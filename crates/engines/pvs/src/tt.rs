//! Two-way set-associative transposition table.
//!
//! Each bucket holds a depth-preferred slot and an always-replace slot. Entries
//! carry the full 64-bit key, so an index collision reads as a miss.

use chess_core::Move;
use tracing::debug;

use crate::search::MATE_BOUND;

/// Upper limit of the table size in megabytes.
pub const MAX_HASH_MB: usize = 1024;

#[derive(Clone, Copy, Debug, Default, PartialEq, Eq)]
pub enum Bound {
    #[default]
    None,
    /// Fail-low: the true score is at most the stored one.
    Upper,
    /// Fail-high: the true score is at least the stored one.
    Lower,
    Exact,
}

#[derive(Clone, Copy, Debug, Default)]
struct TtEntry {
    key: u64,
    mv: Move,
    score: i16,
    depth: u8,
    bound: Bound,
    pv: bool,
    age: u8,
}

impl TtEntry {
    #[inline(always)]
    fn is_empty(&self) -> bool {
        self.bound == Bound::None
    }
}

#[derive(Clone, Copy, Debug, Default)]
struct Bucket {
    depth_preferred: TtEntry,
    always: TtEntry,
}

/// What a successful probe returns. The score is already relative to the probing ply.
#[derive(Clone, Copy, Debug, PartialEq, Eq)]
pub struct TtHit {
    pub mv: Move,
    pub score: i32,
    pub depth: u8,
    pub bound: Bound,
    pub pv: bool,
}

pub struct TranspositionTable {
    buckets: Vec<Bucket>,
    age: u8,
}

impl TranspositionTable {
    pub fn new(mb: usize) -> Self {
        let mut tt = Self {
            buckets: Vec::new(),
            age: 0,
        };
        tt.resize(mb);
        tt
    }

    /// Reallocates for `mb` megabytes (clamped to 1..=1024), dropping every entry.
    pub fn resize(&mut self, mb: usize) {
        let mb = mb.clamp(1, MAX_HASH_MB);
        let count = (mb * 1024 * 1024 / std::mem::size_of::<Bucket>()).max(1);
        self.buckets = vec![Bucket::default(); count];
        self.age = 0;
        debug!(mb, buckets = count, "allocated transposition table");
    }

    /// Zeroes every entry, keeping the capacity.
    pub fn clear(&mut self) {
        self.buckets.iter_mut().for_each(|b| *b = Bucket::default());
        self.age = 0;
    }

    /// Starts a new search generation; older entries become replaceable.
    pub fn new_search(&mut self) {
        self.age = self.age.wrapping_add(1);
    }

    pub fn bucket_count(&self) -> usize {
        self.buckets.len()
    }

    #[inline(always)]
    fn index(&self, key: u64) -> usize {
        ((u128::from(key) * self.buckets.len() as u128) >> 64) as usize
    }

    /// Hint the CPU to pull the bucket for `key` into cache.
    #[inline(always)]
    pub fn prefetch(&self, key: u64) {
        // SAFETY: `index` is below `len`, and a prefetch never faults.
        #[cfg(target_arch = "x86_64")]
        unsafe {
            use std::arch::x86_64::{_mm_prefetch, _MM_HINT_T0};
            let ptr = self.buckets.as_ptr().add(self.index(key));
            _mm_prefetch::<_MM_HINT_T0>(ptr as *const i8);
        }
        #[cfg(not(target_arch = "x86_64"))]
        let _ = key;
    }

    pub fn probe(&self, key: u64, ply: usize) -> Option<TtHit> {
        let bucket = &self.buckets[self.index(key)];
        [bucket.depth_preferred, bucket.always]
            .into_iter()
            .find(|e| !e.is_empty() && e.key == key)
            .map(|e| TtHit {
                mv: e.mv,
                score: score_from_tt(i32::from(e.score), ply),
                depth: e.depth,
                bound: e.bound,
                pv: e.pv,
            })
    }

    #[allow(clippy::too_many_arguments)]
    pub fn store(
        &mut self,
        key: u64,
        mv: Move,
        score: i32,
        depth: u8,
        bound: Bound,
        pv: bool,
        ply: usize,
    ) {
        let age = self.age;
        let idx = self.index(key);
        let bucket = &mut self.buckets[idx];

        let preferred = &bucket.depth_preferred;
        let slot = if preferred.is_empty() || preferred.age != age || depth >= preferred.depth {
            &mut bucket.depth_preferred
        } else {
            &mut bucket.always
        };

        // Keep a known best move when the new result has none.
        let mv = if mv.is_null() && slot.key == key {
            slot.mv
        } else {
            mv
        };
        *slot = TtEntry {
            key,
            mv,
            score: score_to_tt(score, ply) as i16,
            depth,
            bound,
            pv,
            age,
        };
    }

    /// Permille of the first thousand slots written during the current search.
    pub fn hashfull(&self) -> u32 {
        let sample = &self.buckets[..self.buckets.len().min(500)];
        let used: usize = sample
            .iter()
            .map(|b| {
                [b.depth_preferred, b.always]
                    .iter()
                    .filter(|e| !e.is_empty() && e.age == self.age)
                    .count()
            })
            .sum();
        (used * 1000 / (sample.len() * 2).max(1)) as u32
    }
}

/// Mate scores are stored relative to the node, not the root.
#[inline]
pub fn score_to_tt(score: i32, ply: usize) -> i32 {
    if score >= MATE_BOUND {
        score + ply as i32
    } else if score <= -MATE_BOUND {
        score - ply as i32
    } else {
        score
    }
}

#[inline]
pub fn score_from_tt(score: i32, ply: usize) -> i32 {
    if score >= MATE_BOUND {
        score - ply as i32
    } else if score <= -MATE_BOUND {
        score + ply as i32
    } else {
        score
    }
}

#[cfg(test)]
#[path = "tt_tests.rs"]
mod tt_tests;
=-=-=-=-=
TASK DIRECTIONS:
Wherever a line in the records contains the word "TtEntry", copy that line.

YOUR RESPONSE:
struct TtEntry {
impl TtEntry {
    depth_preferred: TtEntry,
    always: TtEntry,
        *slot = TtEntry {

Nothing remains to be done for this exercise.